Новые детали мгновенно нашли свое место в мыслительном механизме Тараса, и устройство заработало, слова свободно потекли, продолжая мысли Простенки:
— Да, да, это получилось у Эраста в струе экзистенциализма, неореализма и всех «измов», которые исследуют человека. Помните, шушукались, что он зрителей на сцене усадил в пять ярусов, этаким русским народным хором, чтобы ажиотаж создать — так мало мест было и попасть действительно трудно. Но дело тут не столько в четвертой стене, сколько в новом принципе сближения: степень доверия между артистом и зрителем стала абсолютной, артист играл так, как будто ничего не скрывал. — Тарас так воодушевился, так увлекся, что готов был раскрыть свою эстетическую рефлексию даже Простенке. — Зритель, сидящий не б темном зале, а у задней стены, становится непосредственным участником спектакля, до артиста доносится его дыхание, глаза артиста и глаза зрителя встречаются. Не может быть лжи, подделки, имитации. И становится абсолютно ясным удивительное свойство взаимоотношений между артистом и режиссером: чем жестче режиссерский рисунок, тем больше степеней свободы артиста, тем больше он может ковыряться в своих внутренних процессах, в поведенческих делах. Если артист находится в точной рамке, то у него есть точка опоры.
Простенко слушал не только терпеливо, но и с интересом, однако вклинился в первую же паузу, которую Тарас взял, чтобы перевести дыхание.

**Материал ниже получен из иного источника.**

use std::{io, path::Path, time::Duration};

use crossterm::event::{self, Event, KeyCode, KeyEventKind};
use crossterm::execute;
use crossterm::terminal::{EnterAlternateScreen, LeaveAlternateScreen};
use log::info;
use ratatui::{
    Frame, Terminal,
    backend::{Backend, CrosstermBackend},
    layout::{Constraint, Direction, Layout},
    style::Color,
    symbols::Marker,
    widgets::{
        Block, Borders, Paragraph,
        canvas::{Canvas, Line},
    },
};

use crate::{
    metrics::{DataPoint, export_csv_file, observe, plot_results},
    relativity::special::{Boost, lorentz_factor},
    scene::{format_rounded, ltf::{STAR_X, Trip}},
};

const STEP: f64 = 0.01;
const MAX_SPEED: f64 = 0.99;
/// Half the visible extent of the diagram in light-years.
const VIEW: f64 = 10.0;
/// Lines are drawn this far out so boosted ones still cross the whole view.
const REACH: f64 = 40.0;

/// A coloured line in diagram coordinates.
#[derive(Debug, Clone, Copy, PartialEq)]
pub struct Segment {
    pub from: (f64, f64),
    pub to: (f64, f64),
    pub color: Color,
}

/// Interactive state: the observer's velocity and every velocity visited so far.
struct App {
    trip: Trip,
    velocity: f64,
    log: Vec<DataPoint>,
}

impl App {
    fn new(rocket_speed: f64) -> Self {
        Self {
            trip: Trip::new(rocket_speed),
            velocity: 0.0,
            log: Vec::new(),
        }
    }

    fn set_velocity(&mut self, velocity: f64) {
        // snap to the 0.01 grid
        self.velocity = (velocity.clamp(-MAX_SPEED, MAX_SPEED) * 100.0).round() / 100.0;
        self.log.push(observe(&self.trip, self.velocity));
    }

    /// Returns false once the user asked to quit.
    fn handle_key(&mut self, code: KeyCode) -> bool {
        match code {
            KeyCode::Right => self.set_velocity(self.velocity + STEP),
            KeyCode::Left => self.set_velocity(self.velocity - STEP),
            KeyCode::Char('r') => self.set_velocity(self.trip.speed),
            KeyCode::Char('0') => self.set_velocity(0.0),
            KeyCode::Char('q') | KeyCode::Esc => return false,
            _ => {}
        }
        true
    }
}

/// Everything on the diagram for an observer at `v`: the stars' axes and light cone stay
/// put, while the boosted grid axes, the stars and the rocket are moved into the observer's frame.
pub fn diagram(trip: &Trip, v: f64) -> Vec<Segment> {
    let boost = Boost::new(v);
    let boosted = |(x, t): (f64, f64)| {
        let [x, t, _] = boost.apply([x, t, 0.0]);
        (x, t)
    };
    let line = |from, to, color| Segment { from, to, color };
    let moved = |from, to, color| Segment {
        from: boosted(from),
        to: boosted(to),
        color,
    };

    vec![
        line((-REACH, 0.0), (REACH, 0.0), Color::DarkGray),
        line((0.0, -REACH), (0.0, REACH), Color::DarkGray),
        line((-REACH, -REACH), (REACH, REACH), Color::Yellow),
        line((-REACH, REACH), (REACH, -REACH), Color::Yellow),
        moved((-REACH, 0.0), (REACH, 0.0), Color::Red),
        moved((0.0, -REACH), (0.0, REACH), Color::Red),
        moved((-STAR_X, -REACH), (-STAR_X, REACH), Color::Rgb(0xFF, 0x86, 0x2F)),
        moved((STAR_X, -REACH), (STAR_X, REACH), Color::Rgb(0x9A, 0x72, 0xAC)),
        moved(trip.launch, trip.landing, Color::White),
    ]
}

fn draw(f: &mut Frame, app: &App) {
    let chunks = Layout::default()
        .direction(Direction::Vertical)
        .margin(1)
        .constraints([
            Constraint::Length(3),
            Constraint::Length(3),
            Constraint::Min(10),
        ])
        .split(f.area());
    let stats = Layout::default()
        .direction(Direction::Horizontal)
        .constraints([Constraint::Ratio(1, 3); 3])
        .split(chunks[0]);

    let point = observe(&app.trip, app.velocity);
    let ((x0, t0), (x1, t1)) = app.trip.boosted(app.velocity);

    let texts = [
        format!("v(S′) = {}c", format_rounded(app.velocity, 2)),
        format!("γ = {:.4}", lorentz_factor(app.velocity)),
        format!(
            "stars {:.2} ly apart (rest {:.2})",
            point.contracted_separation, point.separation
        ),
    ];
    for (text, area) in texts.into_iter().zip(stats.iter()) {
        f.render_widget(
            Paragraph::new(text).block(Block::default().borders(Borders::ALL)),
            *area,
        );
    }
    f.render_widget(
        Paragraph::new(format!(
            "Δct′ = {:.2} ly (Δct = {:.2} ly, rocket at {}c)   ←/→ change v   r rocket frame   0 star frame   q quit",
            point.boosted_interval,
            point.interval,
            format_rounded(app.trip.speed, 2),
        ))
        .block(Block::default().borders(Borders::ALL)),
        chunks[1],
    );

    let segments = diagram(&app.trip, app.velocity);
    let canvas = Canvas::default()
        .block(Block::default().borders(Borders::ALL).title("Minkowski diagram (x, ct)"))
        .marker(Marker::Braille)
        .x_bounds([-VIEW, VIEW])
        .y_bounds([-VIEW, VIEW])
        .paint(move |ctx| {
            for s in &segments {
                ctx.draw(&Line::new(s.from.0, s.from.1, s.to.0, s.to.1, s.color));
            }
            ctx.print(x0, t0, "launch");
            ctx.print(x1, t1, "landing");
            ctx.print(VIEW - 1.0, 0.5, "x");
            ctx.print(0.5, VIEW - 1.0, "ct");
        });
    f.render_widget(canvas, chunks[2]);
}

fn run<B: Backend>(terminal: &mut Terminal<B>, app: &mut App) -> anyhow::Result<()> {
    loop {
        terminal.draw(|f| draw(f, app))?;

        // Input handling
        if event::poll(Duration::from_millis(200))? {
            if let Event::Key(key) = event::read()? {
                if key.kind == KeyEventKind::Press && !app.handle_key(key.code) {
                    return Ok(());
                }
            }
        }
    }
}

pub fn start(rocket_speed: f64, csv_path: &Path, plot_path: &Path) -> anyhow::Result<()> {
    // Setup terminal
    let mut stdout = io::stdout();
    execute!(stdout, EnterAlternateScreen)?;
    crossterm::terminal::enable_raw_mode()?;
    let backend = CrosstermBackend::new(stdout);
    let mut terminal = Terminal::new(backend)?;

    let mut app = App::new(rocket_speed);
    let result = run(&mut terminal, &mut app);

    crossterm::terminal::disable_raw_mode()?;
    execute!(terminal.backend_mut(), LeaveAlternateScreen)?;
    terminal.show_cursor()?;
    result?;

    info!("visited {} velocities", app.log.len());
    if !app.log.is_empty() {
        export_csv_file(&app.log, csv_path)?;
        plot_results(&app.log, plot_path, "Rocket trip vs observer velocity")?;
    }
    Ok(())
}

#[cfg(test)]
mod tests {
    use super::*;
    use crate::approx_eq::ApproxEq;

    fn slope(s: &Segment) -> f64 {
        (s.to.1 - s.from.1) / (s.to.0 - s.from.0)
    }

    #[test]
    fn rest_frame_boosted_axes_coincide() {
        let segments = diagram(&Trip::new(0.5), 0.0);
        assert_eq!(segments[4].from, segments[0].from);
        assert_eq!(segments[4].to, segments[0].to);
        assert_eq!(segments[5].from, segments[1].from);
    }

    #[test]
    fn boosted_axes_tilt_towards_the_light_cone() {
        let segments = diagram(&Trip::new(0.5), 0.5);
        assert!(slope(&segments[4]).approx_eq(-0.5));
        // ct axis: x = -v t, so dt/dx = -1/v
        assert!(slope(&segments[5]).approx_eq(-2.0));
    }

    #[test]
    fn rocket_is_at_rest_in_its_own_frame() {
        let trip = Trip::new(0.5);
        let rocket = diagram(&trip, 0.5)[8];
        assert!(rocket.from.0.approx_eq(0.0));
        assert!(rocket.to.0.approx_eq(0.0));
    }

    #[test]
    fn keys_step_and_clamp_velocity() {
        let mut app = App::new(0.5);
        for _ in 0..50 {
            assert!(app.handle_key(KeyCode::Right));
        }
        assert_eq!(app.velocity, 0.5);
        for _ in 0..200 {
            app.handle_key(KeyCode::Right);
        }
        assert_eq!(app.velocity, MAX_SPEED);
        app.handle_key(KeyCode::Char('0'));
        assert_eq!(app.velocity, 0.0);
        app.handle_key(KeyCode::Char('r'));
        assert_eq!(app.velocity, 0.5);
        assert_eq!(app.log.len(), 252);
        assert!(!app.handle_key(KeyCode::Char('q')));
    }
}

— Так вот, писательница прямо на глазах становилась счастливым человеком благодаря Эрасту. Ей было с чем сравнивать — примерно в то же время за возможность видеть другое свое произведение на сцене она поступилась принципами, предала правду. Та пьеса была о любви, о женской красоте, очаровании, о женском интеллекте, который никому не нужен, и о мужском карьеризме, о мужчине, за благополучие продавшем свою любовь. Пьеса построена на парадоксе — женщина, которую все хотят, никому не нужна.
— Суперфлю, лишняя. Это, кстати, женская трагедия, которая отражена во всей мировой драматургии, — флегматично заметил Тарас, не скрывая своего равнодушия к чужим драмам.

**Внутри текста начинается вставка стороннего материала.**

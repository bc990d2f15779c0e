use std::path::Path;

use anyhow::{Context, Result, ensure};
use log::warn;
use serde::{Deserialize, Serialize};

pub const DEFAULT_WIDTH: u32 = 854;
pub const DEFAULT_HEIGHT: u32 = 480;
pub const DEFAULT_FPS: u32 = 15;
/// Width of the visible area in scene units.
pub const DEFAULT_FRAME_WIDTH: f64 = 14.0 + 2.0 / 9.0;
pub const DEFAULT_ROCKET_SPEED: f64 = 0.5;

/// Everything that shapes the rendered output.
#[derive(Debug, Clone, PartialEq, Serialize, Deserialize)]
#[serde(default)]
pub struct RenderConfig {
    pub width: u32,
    pub height: u32,
    pub fps: u32,
    pub frame_width: f64,
    pub background: [u8; 3],
    pub font_family: String,
    /// Rocket speed as a fraction of c.
    pub rocket_speed: f64,
}

impl Default for RenderConfig {
    fn default() -> Self {
        Self {
            width: DEFAULT_WIDTH,
            height: DEFAULT_HEIGHT,
            fps: DEFAULT_FPS,
            frame_width: DEFAULT_FRAME_WIDTH,
            background: [0, 0, 0],
            font_family: "sans-serif".to_string(),
            rocket_speed: DEFAULT_ROCKET_SPEED,
        }
    }
}

/// Values given on the command line. Anything set here wins over the config file.
#[derive(Debug, Clone, Default, PartialEq)]
pub struct Overrides {
    pub width: Option<u32>,
    pub height: Option<u32>,
    pub fps: Option<u32>,
    pub rocket_speed: Option<f64>,
}

impl RenderConfig {
    pub fn from_json(source: &str) -> Result<Self> {
        serde_json::from_str(source).context("invalid render config")
    }

    pub fn load(path: &Path) -> Result<Self> {
        let source = std::fs::read_to_string(path)
            .with_context(|| format!("failed to read config file {}", path.display()))?;
        Self::from_json(&source).with_context(|| format!("in {}", path.display()))
    }

    /// Defaults, then the optional file, then the command line.
    pub fn resolve(path: Option<&Path>, overrides: &Overrides) -> Result<Self> {
        let mut config = match path {
            Some(path) => Self::load(path)?,
            None => Self::default(),
        };
        config.apply(overrides);
        config.validate()?;
        Ok(config)
    }

    pub fn apply(&mut self, overrides: &Overrides) {
        if let Some(width) = overrides.width {
            self.width = width;
        }
        if let Some(height) = overrides.height {
            self.height = height;
        }
        if let Some(fps) = overrides.fps {
            self.fps = fps;
        }
        if let Some(rocket_speed) = overrides.rocket_speed {
            self.rocket_speed = rocket_speed;
        }
    }

    pub fn validate(&self) -> Result<()> {
        ensure!(self.width > 0 && self.height > 0, "frame size must be non-zero");
        ensure!(self.fps > 0, "fps must be positive");
        ensure!(
            self.frame_width.is_finite() && self.frame_width > 0.0,
            "frame_width must be a positive number of scene units"
        );
        ensure!(
            self.rocket_speed > 0.0 && self.rocket_speed < 1.0,
            "rocket speed must be strictly between 0 and 1 (fraction of c), got {}",
            self.rocket_speed
        );
        if self.fps > 60 {
            warn!("{} fps is more than GIF players usually honour", self.fps);
        }
        if 100 % self.fps != 0 {
            warn!(
                "GIF delays are whole hundredths of a second, {} fps is written as {} ms per frame",
                self.fps,
                self.frame_delay_ms()
            );
        }
        Ok(())
    }

    /// Visible area in scene units, keeping the pixel aspect ratio.
    pub fn frame(&self) -> (f64, f64) {
        (
            self.frame_width,
            self.frame_width * self.height as f64 / self.width as f64,
        )
    }

    /// Delay between GIF frames. GIF stores it in hundredths of a second, so the
    /// value is rounded to 10 ms.
    pub fn frame_delay_ms(&self) -> u32 {
        ((1000.0 / self.fps as f64 / 10.0).round() as u32 * 10).max(10)
    }
}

— …С тех пор каждое появление на сцене произведений «гениальности» было для нее мукой. И вот возникла постановка новой ее пьесы, состоящей из новелл. Эраста пригласили в знаменитый театр. Начальство полтора года принимало этот спектакль — пока все друзья, родственники и знакомые работников минкульта, управления культуры, парткомов, горкомов не посмотрели, они не хотели его запрещать. Возражали против новеллы, где рассказывается о тех, кто ездит за рубеж. Авторица была готова убрать ее — так хотелось ей, чтобы все состоялось, что она вступила в компромиссные переговоры с принимающим начальством — принялась составлять списки замечаний и говорить, с чем может согласиться, а с чем нет.
Единственное, о чем просил ее Эраст: «Нюся, помолчи, я тебя умоляю. Ты их не знаешь. Они завтра придут и скажут, что все в порядке, спасибо. Я ничего исправлять не буду». А те, видя, что она все записывает и с чем-то соглашается, говорили: «Ну, товарищи, вы сначала договоритесь между собой, режиссер и драматург, а потом нас приглашайте».
Дело дошло до того, что ей стали объяснять, будто ее чистую драматургию Эраст пытается подмять под интересы сексуального меньшинства. И когда в одной из новелл актриса выходила из-за занавески после объятий с героем и вытирала платочком рот, писательнице объяснили, что за занавеской была французская любовь и ничего больше.